Official English Translation Status
Nine is ongoing in English translation. New volumes are releasing regularly.
Pros & Cons
Pros:
- Ongoing with regular releases
- Strong character work and genuine emotional investment
- Short and complete at 9 volumes — a commitment that rewards quickly
Cons:
- No official English translation — fan translations required
- Less refined than later Adachi works — reads as the apprenticeship it was
Format Comparison
| Format | Pros | Cons |
|---|---|---|
| Physical | Best art reproduction | May require ordering online |
| Digital | Instant access, cheaper | Less collector value |
| Used | Very affordable | Condition and availability vary |
Where to Buy
Find Nine on Amazon:
This post contains affiliate links. If you purchase through these links, I may earn a small commission at no extra cost to you. As an Amazon Associate, I earn from qualifying purchases.

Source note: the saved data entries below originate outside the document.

//! 모멘텀 점수.

use rust_decimal::Decimal;
use trader_core::{PriceSeries, Score};

/// 기간 수익률 기반 모멘텀 스코어러.
///
/// `score = close[last] / close[first] - 1`
#[derive(Debug, Clone, Copy, Default)]
pub struct MomentumScorer;

impl MomentumScorer {
    pub fn new() -> Self {
        Self
    }

    /// 가격 시계열의 모멘텀을 계산합니다.
    ///
    /// 빈 시계열이나 첫 종가가 0인 경우 0을 반환합니다.
    pub fn score(&self, series: &PriceSeries) -> Score {
        match (series.first(), series.last()) {
            (Some(first), Some(last)) => Self::score_closes(first.close, last.close),
            _ => Decimal::ZERO,
        }
    }

    /// 시작/종료 종가로 모멘텀을 계산합니다.
    pub fn score_closes(first: Decimal, last: Decimal) -> Score {
        if first.is_zero() {
            return Decimal::ZERO;
        }
        last.checked_div(first)
            .map(|ratio| ratio - Decimal::ONE)
            .unwrap_or(Decimal::ZERO)
    }
}
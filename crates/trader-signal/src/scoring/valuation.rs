//! 밸류에이션 점수.

use rust_decimal::Decimal;
use trader_core::Score;

/// 역수 기반 밸류에이션 스코어러 (PER, PBR 공용).
///
/// 비율이 없거나 0 이하이면 0점입니다. 적자 기업의 음수 PER도
/// "데이터 없음"과 같이 취급하는 단순화된 규칙입니다.
#[derive(Debug, Clone, Copy, Default)]
pub struct ValuationScorer;

impl ValuationScorer {
    pub fn new() -> Self {
        Self
    }

    /// `1 / ratio` (ratio > 0), 그 외 0.
    pub fn score(&self, ratio: Option<Decimal>) -> Score {
        match ratio {
            Some(r) if r > Decimal::ZERO => Decimal::ONE.checked_div(r).unwrap_or(Decimal::ZERO),
            _ => Decimal::ZERO,
        }
    }
}

#[cfg(test)]
mod tests {
    use super::*;
    use rust_decimal_macros::dec;

    #[test]
    fn test_inverse_ratio() {
        let scorer = ValuationScorer::new();
        assert_eq!(scorer.score(Some(dec!(20))), dec!(0.05));
        assert_eq!(scorer.score(Some(dec!(0.5))), dec!(2));
    }

    #[test]
    fn test_unusable_ratios_score_zero() {
        let scorer = ValuationScorer::new();
        assert_eq!(scorer.score(None), Decimal::ZERO);
        assert_eq!(scorer.score(Some(Decimal::ZERO)), Decimal::ZERO);
        assert_eq!(scorer.score(Some(dec!(-12.5))), Decimal::ZERO);
    }
}
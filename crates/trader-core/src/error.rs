//! 시스템 공통 에러 타입.
//!
//! 종목 단위의 데이터 실패는 에러로 전파하지 않고 0점 처리됩니다
//! (`ProviderError` 참고). 이 타입은 설정, 입력 검증처럼
//! 실행 전체를 중단해야 하는 경우에 사용합니다.

use thiserror::Error;

/// 핵심 에러.
#[derive(Debug, Error)]
pub enum TraderError {
    /// 설정 에러
    #[error("설정 에러: {0}")]
    Config(String),

    /// 데이터 에러
    #[error("데이터 에러: {0}")]
    Data(String),

    /// 잘못된 입력
    #[error("잘못된 입력: {0}")]
    InvalidInput(String),

    /// 주문 실행 에러
    #[error("실행 에러: {0}")]
    Execution(String),

    /// 직렬화 에러
    #[error("직렬화 에러: {0}")]
    Serialization(String),

    /// 내부 에러
    #[error("내부 에러: {0}")]
    Internal(String),
}

/// 핵심 작업을 위한 Result 타입.
pub type TraderResult<T> = Result<T, TraderError>;

impl From<serde_json::Error> for TraderError {
    fn from(err: serde_json::Error) -> Self {
        TraderError::Serialization(err.to_string())
    }
}

impl From<config::ConfigError> for TraderError {
    fn from(err: config::ConfigError) -> Self {
        TraderError::Config(err.to_string())
    }
}

/// 실패로 취급하지 않고 기본값으로 흡수되는 점수 계산 조건.
///
/// 로그의 `condition` 필드 값으로 사용됩니다.
#[derive(Debug, Clone, Copy, PartialEq, Eq)]
pub enum ScoreCondition {
    /// 정규화 입력이 모두 같은 값 (min == max)
    DegenerateInput,
    /// 이동평균 윈도우를 채울 만큼 이력이 없음
    InsufficientHistory,
}

impl std::fmt::Display for ScoreCondition {
    fn fmt(&self, f: &mut std::fmt::Formatter<'_>) -> std::fmt::Result {
        match self {
            ScoreCondition::DegenerateInput => write!(f, "degenerate_input"),
            ScoreCondition::InsufficientHistory => write!(f, "insufficient_history"),
        }
    }
}

#[cfg(test)]
mod tests {
    use super::*;

    #[test]
    fn test_error_display() {
        let err = TraderError::Config("short_window must be positive".to_string());
        assert_eq!(err.to_string(), "설정 에러: short_window must be positive");
    }

    #[test]
    fn test_from_serde_error() {
        let err: TraderError = serde_json::from_str::<u32>("not a number")
            .unwrap_err()
            .into();
        assert!(matches!(err, TraderError::Serialization(_)));
    }

    #[test]
    fn test_score_condition_display() {
        assert_eq!(ScoreCondition::DegenerateInput.to_string(), "degenerate_input");
        assert_eq!(
            ScoreCondition::InsufficientHistory.to_string(),
            "insufficient_history"
        );
    }
}
//! 두 전략을 실행하여 하나의 신호 목록을 만드는 오케스트레이터.
//!
//! 신호 순서:
//! 1. 이동평균 전략: 유니버스 순서대로 종목당 하나 (Hold 포함)
//! 2. 복합 점수 매수 후보 (Buy)
//! 3. 복합 점수 매도 후보 (Sell)
//!
//! 전략 간 중복은 제거하지 않습니다.

use futures::stream::{self, StreamExt};
use serde::Serialize;
use std::sync::Arc;
use tracing::{debug, info, warn, Instrument};
use trader_core::{
    symbol_span, AppConfig, DateRange, FundamentalDataProvider, HistoricalDataProvider,
    HistoryRequest, Signal, SignalAction, Symbol, TraderResult,
};

use crate::crossover::MovingAverageSignalDetector;
use crate::failure::{FetchKind, SymbolFailure};
use crate::ranker::{CompositeRanker, RankingReport, DEFAULT_MAX_CONCURRENCY};
use crate::selector::{PortfolioActions, PortfolioSelector};

/// `compute_signals` 결과.
#[derive(Debug, Clone, Default, Serialize)]
pub struct SignalReport {
    /// 정해진 순서의 전체 신호
    pub signals: Vec<Signal>,
    /// 복합 점수 매수/매도 후보
    pub actions: PortfolioActions,
    /// 0점 또는 Hold로 처리된 조회 실패 (복합 점수 → 이동평균 순)
    pub failures: Vec<SymbolFailure>,
    /// 복합 점수 랭킹 상세
    pub ranking: RankingReport,
}

impl SignalReport {
    /// 이동평균 전략 신호만 반환합니다.
    pub fn moving_average_signals(&self) -> impl Iterator<Item = &Signal> {
        self.signals
            .iter()
            .filter(|s| s.source == trader_core::SignalSource::MovingAverage)
    }

    /// 매수/매도 신호만 반환합니다.
    pub fn actionable(&self) -> impl Iterator<Item = &Signal> {
        self.signals.iter().filter(|s| s.action.is_actionable())
    }
}

/// 신호 집계기.
pub struct SignalAggregator {
    history: Arc<dyn HistoricalDataProvider>,
    ranker: CompositeRanker,
    selector: PortfolioSelector,
    detector: MovingAverageSignalDetector,
    max_concurrency: usize,
}

impl SignalAggregator {
    pub fn new(
        history: Arc<dyn HistoricalDataProvider>,
        fundamentals: Arc<dyn FundamentalDataProvider>,
    ) -> Self {
        Self {
            ranker: CompositeRanker::new(history.clone(), fundamentals),
            history,
            selector: PortfolioSelector::default(),
            detector: MovingAverageSignalDetector::default(),
            max_concurrency: DEFAULT_MAX_CONCURRENCY,
        }
    }

    /// 애플리케이션 설정으로 생성합니다.
    pub fn from_config(
        history: Arc<dyn HistoricalDataProvider>,
        fundamentals: Arc<dyn FundamentalDataProvider>,
        config: &AppConfig,
    ) -> TraderResult<Self> {
        Ok(Self {
            ranker: CompositeRanker::from_config(history.clone(), fundamentals, &config.composite),
            history,
            selector: PortfolioSelector::new(config.composite.buckets)?,
            detector: MovingAverageSignalDetector::from_config(&config.crossover)?,
            max_concurrency: config.composite.max_concurrency.max(1),
        })
    }

    pub fn with_selector(mut self, selector: PortfolioSelector) -> Self {
        self.selector = selector;
        self
    }

    pub fn with_detector(mut self, detector: MovingAverageSignalDetector) -> Self {
        self.detector = detector;
        self
    }

    pub fn ranker(&self) -> &CompositeRanker {
        &self.ranker
    }

    pub fn selector(&self) -> &PortfolioSelector {
        &self.selector
    }

    /// 유니버스에 대해 두 전략을 실행합니다.
    ///
    /// `as_of`는 이동평균 계산에 사용할 가격 이력 구간입니다.
    pub async fn compute_signals(&self, universe: &[Symbol], as_of: DateRange) -> SignalReport {
        let (ranking, crossover) =
            futures::join!(self.ranker.rank(universe), self.crossover_pass(universe, as_of));

        let actions = self.selector.select(&ranking.ranked_symbols());

        let mut signals = Vec::with_capacity(universe.len() + actions.buy.len() + actions.sell.len());
        let mut failures = ranking.failures.clone();

        for (signal, failure) in crossover {
            signals.push(signal);
            failures.extend(failure);
        }
        signals.extend(actions.buy.iter().map(|symbol| {
            Signal::composite(symbol.clone(), SignalAction::Buy, ranking.latest_close(symbol))
        }));
        signals.extend(actions.sell.iter().map(|symbol| {
            Signal::composite(symbol.clone(), SignalAction::Sell, ranking.latest_close(symbol))
        }));

        info!(
            universe = universe.len(),
            signals = signals.len(),
            buy = actions.buy.len(),
            sell = actions.sell.len(),
            failures = failures.len(),
            range = %as_of,
            "신호 계산 완료"
        );

        SignalReport {
            signals,
            actions,
            failures,
            ranking,
        }
    }

    /// 복합 점수 전략만 실행하여 매수/매도 후보를 반환합니다.
    pub async fn compute_portfolio_actions(&self, universe: &[Symbol]) -> PortfolioActions {
        let ranking = self.ranker.rank(universe).await;
        self.selector.select(&ranking.ranked_symbols())
    }

    /// 종목별 이동평균 신호 (유니버스 순서).
    async fn crossover_pass(
        &self,
        universe: &[Symbol],
        range: DateRange,
    ) -> Vec<(Signal, Option<SymbolFailure>)> {
        let request = HistoryRequest::Range(range);
        let request = &request;

        stream::iter(universe.iter().cloned())
            .map(|symbol| {
                let span = symbol_span!("crossover_signal", symbol);
                async move {
                    match self.history.fetch(&symbol, request).await {
                        Ok(series) => {
                            let (action, price) = self.detector.detect(&series);
                            debug!(action = %action, points = series.len(), "이동평균 판단");
                            (Signal::moving_average(symbol, action, price), None)
                        }
                        Err(error) => {
                            warn!(error = %error, "이동평균 이력 조회 실패, Hold 처리");
                            let failure =
                                SymbolFailure::new(symbol.clone(), FetchKind::CrossoverHistory, error);
                            (
                                Signal::moving_average(symbol, SignalAction::Hold, None),
                                Some(failure),
                            )
                        }
                    }
                }
                .instrument(span)
            })
            .buffered(self.max_concurrency)
            .collect()
            .await
    }
}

*Affiliate link — I earn a small commission at no extra cost to you.
Written by
Yu
Manga Enthusiast from Japan
I grew up in Japan and manga literally saved me during a tough time in elementary school. My English isn't perfect, but my love for manga is real — and I want to share it with you.
Disclosure: This post contains affiliate links. As an Amazon Associate, I earn from qualifying purchases at no extra cost to you.